What are the Modified Adjusted Gross Income (MAGI) limits for Roth IRAs?

If your MAGI is at or above the limits, you may not make a contribution to your Roth IRA, regardless of your age. Partial contributions allowed if your income is between:

  Roth IRA Roth IRA
  2015 Income Limits 2016 Income Limits
Single $116,000-$131,000 $117,000-$132,000
Married, filing separately $0-$10,000 $0-$10,000
Married, filing jointly $183,000-$193,000 $184,000-$194,000

No Roth IRA contributions allowed if your income exceeds maximum shown above.

Can I convert a Traditional IRA into a Roth IRA?

Yes. All conversion contributions to a Roth are taxable when converted and also become the basis in the account. (Refer to a tax advisor if you ever made non-deductible contributions to a Traditional IRA.) Some restrictions may apply. Please contact us for more information.

How much can I contribute annually to my IRA?

For the tax years 2015 and 2016, contributions of new dollars to an IRA are limited to $5,500 or 100 percent of earned income, whichever is less. Up to $5,500 per year can be deposited to either a Traditional or a Roth, or split between the two; but no more than $5,500 between the two. Transfers and rollovers are limited to the amount that was withdrawn from the previous IRA (or qualified plan).
(Note: Individuals age 50 or older can contribute up to $6,500 or 100% of earned income – whichever is less – for tax years 2015 and 2016.)

How and when may I make a withdrawal from my IRA?

You may withdraw from a Traditional IRA at any time. You may, however, be subject to government and financial institution withdrawal penalties. Withdrawals may also be subject to income tax. You must take a Required Minimum Distribution (RMD) from your Traditional IRA each year, starting for the year in which you turn age 70½. You may withdraw your contributions from your Roth IRA at any time with no government penalty. Please see IRS Publication 590-B for details.

What are the penalties for making an early withdrawal?

The government penalty for withdrawing from a Traditional IRA prior to age 59½ is 10 percent. The type of investment you choose may also have a withdrawal penalty if you withdraw within a certain period of time (for example, Certificates of Deposit). The 10 percent government penalty is waived under certain conditions.

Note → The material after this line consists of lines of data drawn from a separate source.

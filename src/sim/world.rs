//! World registry and per-tick pipeline
//!
//! The world owns every live entity, hands out ids, and runs one tick as:
//! spawn, move, cull off-arena entities, resolve collisions.

use glam::Vec2;

use super::collision::{CollisionResolver, Resolution};
use super::entity::{Entity, EntityId, EntityTable, Rgb};
use super::spawner::Spawner;
use crate::settings::Settings;

/// One entity as the renderer sees it
#[derive(Debug, Clone, PartialEq)]
pub struct RenderItem {
    pub vertices: Vec<Vec2>,
    pub color: Rgb,
}

/// What happened during one call to [`World::process`]
#[derive(Debug, Clone, Default, PartialEq)]
pub struct TickSummary {
    /// Obstacle registered by the spawner this tick
    pub spawned: Option<EntityId>,
    /// Entities removed for leaving the arena
    pub culled: Vec<EntityId>,
    pub collisions: Resolution,
}

pub struct World {
    settings: Settings,
    entities: EntityTable,
    /// Last id handed out; ids start at 1 and are never reused
    last_id: EntityId,
    ship_id: Option<EntityId>,
    spawner: Spawner,
    resolver: CollisionResolver,
    half_extents: Vec2,
    ticks: u64,
}

impl World {
    /// A world holding the player ship at the origin
    pub fn new(settings: Settings) -> Self {
        let mut world = Self::empty(settings);
        let ship = Entity::ship(Vec2::ZERO, &world.settings.ship);
        world.ship_id = Some(world.add(ship));
        log::info!(
            "World created: {}x{}, ship {:?}",
            world.settings.arena.width,
            world.settings.arena.height,
            world.ship_id
        );
        world
    }

    /// A world with no entities at all
    pub fn empty(settings: Settings) -> Self {
        let half_extents = settings.half_extents();
        let spawner = Spawner::new(&settings.spawner, &settings.obstacle, half_extents);
        let resolver = CollisionResolver::new(settings.collision.tolerance);
        Self {
            settings,
            entities: EntityTable::new(),
            last_id: 0,
            ship_id: None,
            spawner,
            resolver,
            half_extents,
            ticks: 0,
        }
    }

    pub fn settings(&self) -> &Settings {
        &self.settings
    }

    /// Register an entity, returning its new id
    pub fn add(&mut self, mut entity: Entity) -> EntityId {
        self.last_id += 1;
        entity.id = self.last_id;
        entity.refresh_bounding_circle();
        self.entities.insert(entity.id, entity);
        self.last_id
    }

    pub fn remove(&mut self, id: EntityId) -> Option<Entity> {
        self.entities.remove(&id)
    }

    pub fn get(&self, id: EntityId) -> Option<&Entity> {
        self.entities.get(&id)
    }

    pub fn get_mut(&mut self, id: EntityId) -> Option<&mut Entity> {
        self.entities.get_mut(&id)
    }

    pub fn contains(&self, id: EntityId) -> bool {
        self.entities.contains_key(&id)
    }

    /// Live entities in ascending id order
    pub fn entities(&self) -> impl Iterator<Item = &Entity> {
        self.entities.values()
    }

    pub fn entity_count(&self) -> usize {
        self.entities.len()
    }

    pub fn ship_id(&self) -> Option<EntityId> {
        self.ship_id
    }

    pub fn ship(&self) -> Option<&Entity> {
        self.ship_id.and_then(|id| self.entities.get(&id))
    }

    pub fn spawner(&self) -> &Spawner {
        &self.spawner
    }

    /// Ticks processed so far
    pub fn elapsed_ticks(&self) -> u64 {
        self.ticks
    }

    /// Turn the ship (and its heading) by `delta_degrees`
    pub fn rotate_ship(&mut self, delta_degrees: i32) {
        match self.ship_id.and_then(|id| self.entities.get_mut(&id)) {
            Some(ship) => ship.rotate_visual(delta_degrees),
            None => log::warn!("rotate ignored: no ship in the world"),
        }
    }

    /// Fire from the ship, registering the projectile. `None` while reloading.
    pub fn fire(&mut self) -> Option<EntityId> {
        let Some(ship) = self.ship_id.and_then(|id| self.entities.get_mut(&id)) else {
            log::warn!("fire ignored: no ship in the world");
            return None;
        };
        let projectile = ship.fire(&self.settings.projectile)?;
        let id = self.add(projectile);
        log::debug!("Projectile {} fired", id);
        Some(id)
    }

    /// Advance the whole world by `dt` seconds
    pub fn process(&mut self, dt: f32) -> TickSummary {
        debug_assert!(dt >= 0.0, "negative tick duration {dt}");
        self.ticks += 1;
        let mut summary = TickSummary::default();

        self.spawner.process();
        if let Some(obstacle) = self.spawner.get_new() {
            summary.spawned = Some(self.add(obstacle));
        }

        for entity in self.entities.values_mut() {
            entity.process(dt);
        }

        summary.culled = self.remove_not_visible();
        summary.collisions = self.resolver.handle(&mut self.entities);

        summary
    }

    /// World-space outlines and colors of every live entity
    pub fn snapshot(&self) -> Vec<RenderItem> {
        self.entities
            .values()
            .map(|e| RenderItem {
                vertices: e.world_vertices(),
                color: e.color,
            })
            .collect()
    }

    /// Strictly inside the arena; points on an edge are outside
    pub fn is_in_bounds(&self, point: Vec2) -> bool {
        let h = self.half_extents;
        point.x > -h.x && point.x < h.x && point.y > -h.y && point.y < h.y
    }

    /// An entity is visible while any of its vertices is in bounds
    pub fn is_visible(&self, entity: &Entity) -> bool {
        entity
            .world_vertices()
            .into_iter()
            .any(|v| self.is_in_bounds(v))
    }

    fn remove_not_visible(&mut self) -> Vec<EntityId> {
        let gone: Vec<EntityId> = self
            .entities
            .values()
            .filter(|e| !self.is_visible(e))
            .map(|e| e.id)
            .collect();

        for id in &gone {
            if let Some(entity) = self.entities.remove(id) {
                log::debug!("Culled {} {} at {:?}", entity.kind.name(), id, entity.position);
            }
        }
        gone
    }
}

Please see IRS Publication 590-B for details on the withdrawal rules related to a Traditional vs. Roth IRA.

Do I qualify for tax-deferred deposits to a Traditional IRA?

To determine whether you qualify for full or partial tax deferral, please see your tax advisor.

In general, whether you may deduct a Traditional IRA contribution first depends on whether you or your spouse are covered by a company's retirement plan. If there is NO company plan involved, you may be able to deduct the full contribution, up to $5,500 (or $6,500 if age 50 or older) for 2015 and 2016 tax years.

If you or your spouse are covered by a company plan and are an active participant, you must look at your total Modified Adjusted Gross Income for the year to determine if you are eligible for a full or partial deduction. Please see IRS Publication 590-A for details.

What are other possible benefits of having an IRA?

  • EGTRRA provisions were made permanent (e.g., catch-up contributions and saver's credit)
  • Cost-of-living adjustments, increasing the income limits for taking IRA deductions
  • Penalty-free distributions from IRAs for certain qualified guardsmen and reservists
  • Non-spouse beneficiaries may set up a Direct Rollover of plan assets from a Workplace Retirement Plan (e.g., 401(k), QRP) to an Inherited IRA
  • Income tax refunds can be paid directly to IRAs
  • Beginning in 2009, you are able to roll your qualified plan funds directly to a Roth IRA. (Important Note: This action is a taxable event.)